Goal of the exercise =>
Among the records below, find the line that has "type Form = HealthAlertForm;"; from there, give the lines again exactly, and stop after the line that has "let body: Value".

─── Working data ───

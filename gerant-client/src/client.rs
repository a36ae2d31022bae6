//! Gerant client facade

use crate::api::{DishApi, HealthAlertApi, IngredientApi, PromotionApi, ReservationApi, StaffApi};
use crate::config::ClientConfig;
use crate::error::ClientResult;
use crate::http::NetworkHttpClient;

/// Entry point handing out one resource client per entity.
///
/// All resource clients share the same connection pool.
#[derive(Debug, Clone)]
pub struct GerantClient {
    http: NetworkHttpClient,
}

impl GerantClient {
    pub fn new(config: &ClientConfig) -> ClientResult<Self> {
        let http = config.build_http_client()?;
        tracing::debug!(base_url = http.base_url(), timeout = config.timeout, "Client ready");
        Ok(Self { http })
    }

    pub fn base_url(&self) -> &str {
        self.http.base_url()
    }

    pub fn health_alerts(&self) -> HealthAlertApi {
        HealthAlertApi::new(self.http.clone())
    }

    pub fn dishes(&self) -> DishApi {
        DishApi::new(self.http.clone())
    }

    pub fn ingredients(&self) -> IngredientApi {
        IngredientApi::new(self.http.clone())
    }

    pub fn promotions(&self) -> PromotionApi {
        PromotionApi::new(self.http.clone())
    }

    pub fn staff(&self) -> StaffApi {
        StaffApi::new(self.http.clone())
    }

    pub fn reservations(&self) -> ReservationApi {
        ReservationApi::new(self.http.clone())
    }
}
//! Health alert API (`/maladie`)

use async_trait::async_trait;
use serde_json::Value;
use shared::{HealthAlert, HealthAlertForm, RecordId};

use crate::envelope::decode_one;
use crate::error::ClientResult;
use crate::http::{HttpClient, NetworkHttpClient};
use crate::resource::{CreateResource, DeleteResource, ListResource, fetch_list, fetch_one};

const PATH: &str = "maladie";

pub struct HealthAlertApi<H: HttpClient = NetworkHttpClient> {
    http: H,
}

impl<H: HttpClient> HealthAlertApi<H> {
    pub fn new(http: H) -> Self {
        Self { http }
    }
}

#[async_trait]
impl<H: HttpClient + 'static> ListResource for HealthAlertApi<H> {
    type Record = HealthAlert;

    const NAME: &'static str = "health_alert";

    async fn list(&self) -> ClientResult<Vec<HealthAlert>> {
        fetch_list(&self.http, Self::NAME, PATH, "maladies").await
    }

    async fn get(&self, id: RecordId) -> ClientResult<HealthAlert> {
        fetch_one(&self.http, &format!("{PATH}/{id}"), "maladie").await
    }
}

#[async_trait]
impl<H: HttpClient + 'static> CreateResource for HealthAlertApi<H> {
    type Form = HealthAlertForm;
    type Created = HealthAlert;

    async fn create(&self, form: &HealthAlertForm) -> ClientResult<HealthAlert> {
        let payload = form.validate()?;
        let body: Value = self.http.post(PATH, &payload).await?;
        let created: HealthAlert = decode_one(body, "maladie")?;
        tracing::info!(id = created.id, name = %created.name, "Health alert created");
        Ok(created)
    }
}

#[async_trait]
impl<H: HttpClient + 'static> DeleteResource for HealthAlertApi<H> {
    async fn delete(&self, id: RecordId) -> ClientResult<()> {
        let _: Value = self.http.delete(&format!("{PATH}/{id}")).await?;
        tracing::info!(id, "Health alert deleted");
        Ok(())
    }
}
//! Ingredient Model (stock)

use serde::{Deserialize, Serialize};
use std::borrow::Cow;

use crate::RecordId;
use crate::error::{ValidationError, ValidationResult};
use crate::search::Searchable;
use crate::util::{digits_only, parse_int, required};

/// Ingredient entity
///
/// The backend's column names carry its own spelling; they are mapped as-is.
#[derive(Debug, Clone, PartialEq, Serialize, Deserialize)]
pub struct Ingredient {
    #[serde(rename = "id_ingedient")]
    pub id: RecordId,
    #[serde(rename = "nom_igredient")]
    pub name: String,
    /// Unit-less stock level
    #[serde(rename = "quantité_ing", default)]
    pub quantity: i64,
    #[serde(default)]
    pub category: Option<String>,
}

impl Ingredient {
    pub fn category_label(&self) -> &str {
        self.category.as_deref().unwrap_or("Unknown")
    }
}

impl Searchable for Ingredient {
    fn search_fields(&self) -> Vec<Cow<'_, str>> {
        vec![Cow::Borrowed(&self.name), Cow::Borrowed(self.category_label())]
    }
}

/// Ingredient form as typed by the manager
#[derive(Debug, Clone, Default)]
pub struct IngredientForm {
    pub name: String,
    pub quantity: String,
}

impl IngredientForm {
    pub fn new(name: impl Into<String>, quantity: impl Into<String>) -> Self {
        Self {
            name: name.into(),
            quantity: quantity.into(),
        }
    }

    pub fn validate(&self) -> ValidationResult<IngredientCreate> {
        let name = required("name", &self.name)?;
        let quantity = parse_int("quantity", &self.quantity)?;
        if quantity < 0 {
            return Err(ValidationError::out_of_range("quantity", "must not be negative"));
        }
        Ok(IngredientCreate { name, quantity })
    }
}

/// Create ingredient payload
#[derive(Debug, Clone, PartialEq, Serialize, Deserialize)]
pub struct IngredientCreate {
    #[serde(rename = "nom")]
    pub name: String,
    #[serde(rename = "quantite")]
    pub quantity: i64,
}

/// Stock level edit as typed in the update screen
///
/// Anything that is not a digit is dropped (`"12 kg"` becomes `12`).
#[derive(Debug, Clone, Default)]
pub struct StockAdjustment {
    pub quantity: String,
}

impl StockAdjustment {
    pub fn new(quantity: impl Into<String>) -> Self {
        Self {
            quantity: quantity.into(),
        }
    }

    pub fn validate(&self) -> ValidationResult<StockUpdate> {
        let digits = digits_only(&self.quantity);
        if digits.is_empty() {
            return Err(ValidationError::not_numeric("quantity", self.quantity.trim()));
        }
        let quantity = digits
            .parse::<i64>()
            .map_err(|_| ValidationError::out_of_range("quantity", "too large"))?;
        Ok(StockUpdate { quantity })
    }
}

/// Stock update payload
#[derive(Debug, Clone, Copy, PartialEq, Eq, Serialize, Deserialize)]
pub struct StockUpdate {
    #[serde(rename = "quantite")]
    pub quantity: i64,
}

───

Written answer =>
    type Form = HealthAlertForm;
    type Created = HealthAlert;

    async fn create(&self, form: &HealthAlertForm) -> ClientResult<HealthAlert> {
        let payload = form.validate()?;
        let body: Value = self.http.post(PATH, &payload).await?;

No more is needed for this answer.